Cela ne m’intéresse absolument pas de focaliser le débat sur les importateurs. Je pense que ce discours nous détourne de l’essentiel : la réforme fiscale. Le fait qu’un État s’entête à vouloir préserver la Taxe sur l’activité professionnelle (TAP) dans sa forme actuelle prouve qu’il n’y a pas une réelle prise de conscience de la nécessité de réformer, que nous ne savons pas faire ou que nous n’avons pas les Hommes pour le faire. Nous avons perdu de la substance et du savoir-faire. Jamais, je ne fixerai mon attention sur le fait que l’IBS pourrait être revu à la baisse pour les importateurs et les services. À  la limite, je trouve que c’est choquant que l’IBS soit à 23% pour les services alors qu’il devrait être à 15%. Et, cela pour la simple raison qu’il faut encourager les activités de services. Ce sont elles qui vont porter le nouveau tissu industriel. Malheureusement, les sociétés de services paient cher l’IBS mais pas seulement. Elles ne bénéficient d’aucune facilité au niveau du système financier. Elles n’ont pas accès aux instruments de financement. Donc, ce qui leur est dit indirectement, c’est d’aller frauder.

Donc, il ne s’agit pas, selon vous, d’un nouvel avantage accordé aux importateurs ?

Je ne vois absolument pas les choses de cette manière. Je constate simplement qu’un État veut se faciliter la vie et qu’il ne veut pas d’un système fiscal qui soit dynamique, performant et qui porterait les aspirations de l’Algérie. Ce sont les entreprises qui paient leurs impôts qui craignent l’administration fiscale, qui sont facilement intimidés et subissent le plus, l’arbitraire de cette administration. Notons, qu’il y a une réelle perte de compétences au sein de cette même administration. Cela a été relevé par divers acteurs de la société algérienne. Nous le constatons lors des divers contrôles fiscaux. Les agents sont très subjectifs et très agressifs. Ils ne viennent pas du tout en accompagnateurs de l’entreprise mais viennent pour lui faire mal et lui prendre son argent.

Vous avez eu de nombreux redressements fiscaux ?

J’ai eu beaucoup et de très importants redressements fiscaux qui nous ont laissés perplexes.

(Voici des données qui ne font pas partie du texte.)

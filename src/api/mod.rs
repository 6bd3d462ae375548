use axum::{
    Router,
    http::HeaderValue,
    middleware,
    routing::{delete, get, post, put},
};
use std::sync::Arc;
use tower_http::cors::{Any, CorsLayer};
use tower_http::trace::TraceLayer;
use tower_sessions::{Expiry, MemoryStore, SessionManagerLayer};

use time;

use crate::config::Config;
use crate::state::SharedState;

mod announcements;
mod attendance;
pub mod auth;
mod dashboard;
mod employees;
mod error;
pub mod events;
mod expenses;
mod guard;
mod leaves;
mod notifications;
mod observability;
mod projects;
mod reviews;
mod roles;
mod system;
mod tasks;
mod types;
mod validation;

pub use error::ApiError;
pub use types::*;

use tokio::sync::RwLock;

pub use crate::domain::events::NotificationEvent;

use crate::domain::permissions::{
    ANNOUNCEMENTS_MANAGE, ANNOUNCEMENTS_VIEW, ATTENDANCE_RECORD, ATTENDANCE_VIEW,
    ATTENDANCE_VIEW_TEAM, AUDIT_VIEW, EXPENSES_APPROVE, EXPENSES_CREATE, EXPENSES_VIEW,
    EXPENSES_VIEW_TEAM, LEAVES_APPROVE, LEAVES_CREATE, LEAVES_VIEW, LEAVES_VIEW_TEAM,
    PROJECTS_MANAGE, PROJECTS_VIEW, REVIEWS_MANAGE, REVIEWS_VIEW, REVIEWS_VIEW_TEAM, ROLES_MANAGE,
    ROLES_VIEW, SETTINGS_MANAGE, TASKS_CREATE, TASKS_EDIT, TASKS_VIEW, USERS_ASSIGN_ROLE,
    USERS_CREATE, USERS_DEACTIVATE, USERS_EDIT, USERS_VIEW,
};
use metrics_exporter_prometheus::PrometheusHandle;

#[derive(Clone)]
pub struct AppState {
    pub shared: Arc<SharedState>,

    pub start_time: std::time::Instant,

    pub prometheus_handle: Option<PrometheusHandle>,
}

impl AppState {
    #[must_use]
    pub fn config(&self) -> &Arc<RwLock<Config>> {
        &self.shared.config
    }

    #[must_use]
    pub fn store(&self) -> &crate::db::Store {
        &self.shared.store
    }

    #[must_use]
    pub fn event_bus(&self) -> &tokio::sync::broadcast::Sender<NotificationEvent> {
        &self.shared.event_bus
    }

    #[must_use]
    pub fn auth_service(&self) -> &Arc<dyn crate::services::AuthService> {
        &self.shared.auth_service
    }

    #[must_use]
    pub fn role_service(&self) -> &Arc<dyn crate::services::RoleService> {
        &self.shared.role_service
    }

    #[must_use]
    pub fn leave_service(&self) -> &crate::services::LeaveService {
        &self.shared.leave_service
    }

    #[must_use]
    pub fn attendance_service(&self) -> &crate::services::AttendanceService {
        &self.shared.attendance_service
    }

    #[must_use]
    pub fn expense_service(&self) -> &crate::services::ExpenseService {
        &self.shared.expense_service
    }

    #[must_use]
    pub fn announcement_service(&self) -> &crate::services::AnnouncementService {
        &self.shared.announcement_service
    }

    #[must_use]
    pub fn task_service(&self) -> &crate::services::TaskService {
        &self.shared.task_service
    }

    #[must_use]
    pub fn review_service(&self) -> &crate::services::ReviewService {
        &self.shared.review_service
    }
}

pub async fn create_app_state(
    shared: Arc<SharedState>,
    prometheus_handle: Option<PrometheusHandle>,
) -> anyhow::Result<Arc<AppState>> {
    Ok(Arc::new(AppState {
        shared,
        start_time: std::time::Instant::now(),
        prometheus_handle,
    }))
}

pub async fn create_app_state_from_config(
    config: Config,
    prometheus_handle: Option<PrometheusHandle>,
) -> anyhow::Result<Arc<AppState>> {
    let shared = Arc::new(SharedState::new(config).await?);
    create_app_state(shared, prometheus_handle).await
}

pub async fn router(state: Arc<AppState>) -> Router {
    let (cors_origins, secure_cookies, inactivity_minutes) = {
        let config = state.config().read().await;
        (
            config.server.cors_allowed_origins.clone(),
            config.server.secure_cookies,
            config.server.session_inactivity_minutes,
        )
    };

    let protected_routes = create_protected_router(state.clone());

    let session_store = MemoryStore::default();
    let session_layer = SessionManagerLayer::new(session_store)
        .with_secure(secure_cookies)
        .with_same_site(tower_sessions::cookie::SameSite::Lax)
        .with_expiry(Expiry::OnInactivity(time::Duration::minutes(
            inactivity_minutes,
        )));

    let api_router = Router::new()
        .merge(protected_routes)
        .route("/auth/login", post(auth::login))
        .route("/auth/logout", post(auth::logout))
        .route("/system/health/live", get(system::health_live))
        .route("/system/health/ready", get(system::health_ready))
        .layer(session_layer)
        .with_state(state.clone());

    let cors_layer = if cors_origins.contains(&"*".to_string()) {
        CorsLayer::new().allow_origin(Any)
    } else {
        let origins: Vec<HeaderValue> =
            cors_origins.iter().filter_map(|s| s.parse().ok()).collect();
        CorsLayer::new().allow_origin(origins)
    };

    Router::new()
        .nest("/api", api_router)
        .route(
            "/metrics",
            get(observability::get_metrics).with_state(state),
        )
        .layer(cors_layer.allow_methods(Any).allow_headers(Any))
        .layer(TraceLayer::new_for_http())
        .layer(middleware::from_fn(observability::logging_middleware))
        .layer(middleware::from_fn(
            observability::security_headers_middleware,
        ))
}

/// Everything behind the auth wall. Route groups declare their permission
/// guards here, at the call site.
fn create_protected_router(state: Arc<AppState>) -> Router<Arc<AppState>> {
    let require = |names: &'static [&'static str]| {
        middleware::from_fn_with_state(state.clone(), guard::require(names))
    };

    Router::new()
        // Account endpoints need a principal but no specific permission.
        .route("/auth/me", get(auth::get_current_user))
        .route("/auth/permissions", get(auth::get_permissions))
        .route("/auth/change-password", post(auth::change_password))
        .route("/auth/api-key", get(auth::get_api_key))
        .route("/auth/api-key", post(auth::regenerate_api_key))
        .merge(
            Router::new()
                .route("/employees", get(employees::list_employees))
                .route("/employees/{id}", get(employees::get_employee))
                .route_layer(require(&[USERS_VIEW])),
        )
        .merge(
            Router::new()
                .route("/employees", post(employees::create_employee))
                .route_layer(require(&[USERS_CREATE])),
        )
        .merge(
            Router::new()
                .route("/employees/{id}", put(employees::update_employee))
                .route_layer(require(&[USERS_EDIT])),
        )
        .merge(
            Router::new()
                .route(
                    "/employees/{id}/deactivate",
                    post(employees::deactivate_employee),
                )
                .route("/employees/{id}/activate", post(employees::activate_employee))
                .route_layer(require(&[USERS_DEACTIVATE])),
        )
        .merge(
            Router::new()
                .route("/employees/{id}/role", put(employees::set_employee_role))
                .route_layer(require(&[USERS_ASSIGN_ROLE])),
        )
        .merge(
            Router::new()
                .route("/roles", get(roles::list_roles))
                .route("/roles/catalog", get(roles::get_catalog))
                .route("/roles/{id}", get(roles::get_role))
                .route_layer(require(&[ROLES_VIEW])),
        )
        .merge(
            Router::new()
                .route("/roles", post(roles::create_role))
                .route("/roles/{id}", put(roles::update_role))
                .route("/roles/{id}", delete(roles::delete_role))
                .route_layer(require(&[ROLES_MANAGE])),
        )
        .merge(
            Router::new()
                .route("/leaves", get(leaves::list_own))
                .route_layer(require(&[LEAVES_VIEW])),
        )
        .merge(
            Router::new()
                .route("/leaves", post(leaves::submit))
                .route("/leaves/{id}/cancel", post(leaves::cancel))
                .route_layer(require(&[LEAVES_CREATE])),
        )
        .merge(
            Router::new()
                .route("/leaves/all", get(leaves::list_all))
                .route_layer(require(&[LEAVES_VIEW_TEAM])),
        )
        .merge(
            Router::new()
                .route("/leaves/{id}/approve", post(leaves::approve))
                .route("/leaves/{id}/reject", post(leaves::reject))
                .route_layer(require(&[LEAVES_APPROVE])),
        )
        .merge(
            Router::new()
                .route("/attendance/clock-in", post(attendance::clock_in))
                .route("/attendance/clock-out", post(attendance::clock_out))
                .route_layer(require(&[ATTENDANCE_RECORD])),
        )
        .merge(
            Router::new()
                .route("/attendance", get(attendance::list_own))
                .route_layer(require(&[ATTENDANCE_VIEW])),
        )
        .merge(
            Router::new()
                .route("/attendance/day/{date}", get(attendance::list_day))
                .route_layer(require(&[ATTENDANCE_VIEW_TEAM])),
        )
        .merge(
            Router::new()
                .route("/expenses", get(expenses::list_own))
                .route_layer(require(&[EXPENSES_VIEW])),
        )
        .merge(
            Router::new()
                .route("/expenses", post(expenses::submit))
                .route("/expenses/{id}", delete(expenses::delete_own))
                .route_layer(require(&[EXPENSES_CREATE])),
        )
        .merge(
            Router::new()
                .route("/expenses/all", get(expenses::list_all))
                .route_layer(require(&[EXPENSES_VIEW_TEAM])),
        )
        .merge(
            Router::new()
                .route("/expenses/{id}/approve", post(expenses::approve))
                .route("/expenses/{id}/reject", post(expenses::reject))
                .route_layer(require(&[EXPENSES_APPROVE])),
        )
        .merge(
            Router::new()
                .route("/announcements", get(announcements::list_announcements))
                .route_layer(require(&[ANNOUNCEMENTS_VIEW])),
        )
        .merge(
            Router::new()
                .route("/announcements", post(announcements::create_announcement))
                .route("/announcements/{id}", put(announcements::update_announcement))
                .route(
                    "/announcements/{id}",
                    delete(announcements::delete_announcement),
                )
                .route_layer(require(&[ANNOUNCEMENTS_MANAGE])),
        )
        .merge(
            Router::new()
                .route("/projects", get(projects::list_projects))
                .route_layer(require(&[PROJECTS_VIEW])),
        )
        .merge(
            Router::new()
                .route("/projects", post(projects::create_project))
                .route("/projects/{id}", put(projects::update_project))
                .route_layer(require(&[PROJECTS_MANAGE])),
        )
        .merge(
            Router::new()
                .route("/tasks", get(tasks::list_tasks))
                .route("/tasks/{id}/status", put(tasks::set_status))
                .route_layer(require(&[TASKS_VIEW])),
        )
        .merge(
            Router::new()
                .route("/tasks", post(tasks::create_task))
                .route_layer(require(&[TASKS_CREATE])),
        )
        .merge(
            Router::new()
                .route("/tasks/{id}", put(tasks::update_task))
                .route_layer(require(&[TASKS_EDIT])),
        )
        .merge(
            Router::new()
                .route("/reviews", get(reviews::list_own))
                .route("/reviews/{id}/acknowledge", post(reviews::acknowledge_review))
                .route_layer(require(&[REVIEWS_VIEW])),
        )
        .merge(
            Router::new()
                .route("/reviews/all", get(reviews::list_all))
                .route_layer(require(&[REVIEWS_VIEW_TEAM])),
        )
        .merge(
            Router::new()
                .route("/reviews", post(reviews::create_review))
                .route("/reviews/{id}", put(reviews::update_review))
                .route("/reviews/{id}/submit", post(reviews::submit_review))
                .route_layer(require(&[REVIEWS_MANAGE])),
        )
        .merge(
            // Declared with an empty list: any authenticated caller.
            Router::new()
                .route("/notifications", get(notifications::list_notifications))
                .route("/notifications/{id}/read", post(notifications::mark_read))
                .route("/notifications/read-all", post(notifications::mark_all_read))
                .route(
                    "/notifications/unread-count",
                    get(notifications::unread_count),
                )
                .route_layer(require(&[])),
        )
        .route("/dashboard", get(dashboard::get_summary))
        .route("/system/status", get(system::get_status))
        .merge(
            Router::new()
                .route("/system/config", get(system::get_config))
                .route("/system/config", put(system::update_config))
                .route_layer(require(&[SETTINGS_MANAGE])),
        )
        .merge(
            Router::new()
                .route("/system/audit", get(system::get_audit))
                .route_layer(require(&[AUDIT_VIEW])),
        )
        .route("/system/audit", delete(system::clear_audit))
        .merge(events::router())
        .route_layer(middleware::from_fn_with_state(state, auth::auth_middleware))
}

Au bout d’un certain nombre d’années, ils viennent, calculent et prennent quatre années de bénéfices. Le dernier, date de trois ans. Ce que nous observons clairement, c’est que les bons contribuables paient pour les mauvais et on paie excessivement cher. Par ailleurs, la commission de recours est composée essentiellement d’agents de l’administration fiscale, alors qu’elle doit être composée de personnes indépendantes et neutres dont des représentants du patronat, par exemple.

 

Quelles sont les conséquences de l’application de l’augmentation de l’IBS pour les producteurs sur l’industrie nationale ?

Elle est très simple, il va y avoir de l’inflation. Les opérateurs économiques vont vouloir résorber les pertes de compétitivité qui va leur être infligée.